#### [Work required]
Please repeat exactly the lines below from the one containing "fake for tests)." down to the one containing "Last write wins.", both included, and nothing else.

#### [Data to process]

[Start of Attachment]

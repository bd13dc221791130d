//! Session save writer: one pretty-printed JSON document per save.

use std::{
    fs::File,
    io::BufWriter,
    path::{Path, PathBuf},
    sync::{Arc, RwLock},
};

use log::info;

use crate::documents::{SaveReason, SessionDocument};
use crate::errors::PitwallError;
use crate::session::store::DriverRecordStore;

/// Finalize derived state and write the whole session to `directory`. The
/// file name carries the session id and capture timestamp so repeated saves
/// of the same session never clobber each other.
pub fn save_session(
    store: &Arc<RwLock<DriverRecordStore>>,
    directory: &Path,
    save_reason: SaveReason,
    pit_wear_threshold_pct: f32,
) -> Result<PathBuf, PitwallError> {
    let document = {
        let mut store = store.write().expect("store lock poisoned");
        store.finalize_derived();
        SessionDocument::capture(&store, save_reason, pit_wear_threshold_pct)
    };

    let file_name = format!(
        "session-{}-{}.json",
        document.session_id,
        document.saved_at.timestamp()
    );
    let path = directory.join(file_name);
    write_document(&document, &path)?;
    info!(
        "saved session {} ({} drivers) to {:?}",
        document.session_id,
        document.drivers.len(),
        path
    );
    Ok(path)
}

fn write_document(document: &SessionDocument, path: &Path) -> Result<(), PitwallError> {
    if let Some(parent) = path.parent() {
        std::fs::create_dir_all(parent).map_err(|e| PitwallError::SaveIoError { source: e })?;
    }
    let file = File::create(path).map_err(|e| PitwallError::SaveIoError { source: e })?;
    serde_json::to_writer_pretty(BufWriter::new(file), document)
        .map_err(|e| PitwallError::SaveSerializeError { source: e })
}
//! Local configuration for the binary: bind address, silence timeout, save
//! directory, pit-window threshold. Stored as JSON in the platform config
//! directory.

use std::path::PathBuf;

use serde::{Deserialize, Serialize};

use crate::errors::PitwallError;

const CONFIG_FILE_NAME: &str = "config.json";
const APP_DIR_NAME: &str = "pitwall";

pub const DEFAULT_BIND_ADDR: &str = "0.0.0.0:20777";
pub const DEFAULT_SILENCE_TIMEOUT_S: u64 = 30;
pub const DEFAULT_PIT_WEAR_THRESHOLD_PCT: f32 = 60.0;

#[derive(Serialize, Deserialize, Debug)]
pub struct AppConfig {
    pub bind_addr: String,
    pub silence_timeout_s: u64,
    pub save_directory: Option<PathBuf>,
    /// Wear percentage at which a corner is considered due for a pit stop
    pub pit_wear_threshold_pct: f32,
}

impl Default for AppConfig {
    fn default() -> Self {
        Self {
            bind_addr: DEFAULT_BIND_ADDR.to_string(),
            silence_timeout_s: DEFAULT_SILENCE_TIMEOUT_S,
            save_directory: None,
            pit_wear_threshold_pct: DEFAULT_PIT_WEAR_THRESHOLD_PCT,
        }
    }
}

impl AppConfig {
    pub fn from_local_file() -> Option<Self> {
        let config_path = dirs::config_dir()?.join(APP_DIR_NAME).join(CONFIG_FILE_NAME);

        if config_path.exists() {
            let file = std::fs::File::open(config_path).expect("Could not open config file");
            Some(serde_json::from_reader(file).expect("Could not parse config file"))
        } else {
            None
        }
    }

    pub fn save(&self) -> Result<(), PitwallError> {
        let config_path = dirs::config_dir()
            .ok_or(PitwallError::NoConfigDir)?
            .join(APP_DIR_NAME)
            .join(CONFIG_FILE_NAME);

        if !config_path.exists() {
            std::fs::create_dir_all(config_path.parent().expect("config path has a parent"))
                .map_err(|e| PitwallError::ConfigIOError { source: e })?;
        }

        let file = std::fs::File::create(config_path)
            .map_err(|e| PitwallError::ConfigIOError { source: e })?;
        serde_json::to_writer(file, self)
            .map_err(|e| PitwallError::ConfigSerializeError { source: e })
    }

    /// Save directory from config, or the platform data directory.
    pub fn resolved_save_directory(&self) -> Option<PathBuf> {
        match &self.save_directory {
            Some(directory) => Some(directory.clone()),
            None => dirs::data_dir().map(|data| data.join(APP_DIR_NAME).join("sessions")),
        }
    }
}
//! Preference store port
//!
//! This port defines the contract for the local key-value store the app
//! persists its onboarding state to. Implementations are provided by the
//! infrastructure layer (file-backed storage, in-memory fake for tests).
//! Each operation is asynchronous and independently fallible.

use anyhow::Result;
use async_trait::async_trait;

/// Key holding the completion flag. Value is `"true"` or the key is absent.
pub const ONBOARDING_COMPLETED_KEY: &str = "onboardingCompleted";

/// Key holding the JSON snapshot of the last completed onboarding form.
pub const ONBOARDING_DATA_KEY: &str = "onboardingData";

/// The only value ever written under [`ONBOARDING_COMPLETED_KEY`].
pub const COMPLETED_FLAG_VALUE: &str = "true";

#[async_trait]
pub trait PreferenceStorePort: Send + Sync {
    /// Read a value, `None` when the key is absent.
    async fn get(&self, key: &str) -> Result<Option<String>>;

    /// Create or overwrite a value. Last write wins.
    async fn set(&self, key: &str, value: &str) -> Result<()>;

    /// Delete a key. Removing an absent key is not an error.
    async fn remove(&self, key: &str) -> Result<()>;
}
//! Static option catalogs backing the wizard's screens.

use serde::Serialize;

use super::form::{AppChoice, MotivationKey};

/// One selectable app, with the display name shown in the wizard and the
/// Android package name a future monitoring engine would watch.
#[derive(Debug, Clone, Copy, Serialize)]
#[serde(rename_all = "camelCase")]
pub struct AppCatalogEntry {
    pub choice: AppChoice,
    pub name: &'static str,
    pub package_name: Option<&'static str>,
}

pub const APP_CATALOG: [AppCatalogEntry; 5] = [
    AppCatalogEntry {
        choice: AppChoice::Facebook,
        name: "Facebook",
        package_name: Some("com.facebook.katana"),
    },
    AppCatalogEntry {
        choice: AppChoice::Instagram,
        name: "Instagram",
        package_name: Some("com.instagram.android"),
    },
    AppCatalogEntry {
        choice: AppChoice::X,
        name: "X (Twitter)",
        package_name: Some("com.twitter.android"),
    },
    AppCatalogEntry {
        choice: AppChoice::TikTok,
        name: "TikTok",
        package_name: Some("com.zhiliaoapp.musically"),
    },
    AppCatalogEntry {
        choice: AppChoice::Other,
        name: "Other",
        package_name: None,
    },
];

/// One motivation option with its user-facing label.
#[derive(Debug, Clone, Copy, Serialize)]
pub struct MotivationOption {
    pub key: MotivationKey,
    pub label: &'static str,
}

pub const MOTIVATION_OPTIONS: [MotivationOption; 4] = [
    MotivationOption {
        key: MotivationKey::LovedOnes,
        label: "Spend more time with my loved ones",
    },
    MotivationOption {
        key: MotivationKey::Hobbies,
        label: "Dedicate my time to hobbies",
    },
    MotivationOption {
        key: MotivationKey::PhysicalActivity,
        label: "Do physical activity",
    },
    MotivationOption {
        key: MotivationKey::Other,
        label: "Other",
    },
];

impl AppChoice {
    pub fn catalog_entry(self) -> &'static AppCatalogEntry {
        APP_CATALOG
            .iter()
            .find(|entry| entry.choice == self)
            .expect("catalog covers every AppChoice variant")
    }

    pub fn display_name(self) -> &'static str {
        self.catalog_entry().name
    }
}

[End of Attachment]

#### [Solution to this task]
//! infrastructure layer (file-backed storage, in-memory fake for tests).
//! Each operation is asynchronous and independently fallible.

use anyhow::Result;
use async_trait::async_trait;

/// Key holding the completion flag. Value is `"true"` or the key is absent.
pub const ONBOARDING_COMPLETED_KEY: &str = "onboardingCompleted";

/// Key holding the JSON snapshot of the last completed onboarding form.
pub const ONBOARDING_DATA_KEY: &str = "onboardingData";

/// The only value ever written under [`ONBOARDING_COMPLETED_KEY`].
pub const COMPLETED_FLAG_VALUE: &str = "true";

#[async_trait]
pub trait PreferenceStorePort: Send + Sync {
    /// Read a value, `None` when the key is absent.
    async fn get(&self, key: &str) -> Result<Option<String>>;

    /// Create or overwrite a value. Last write wins.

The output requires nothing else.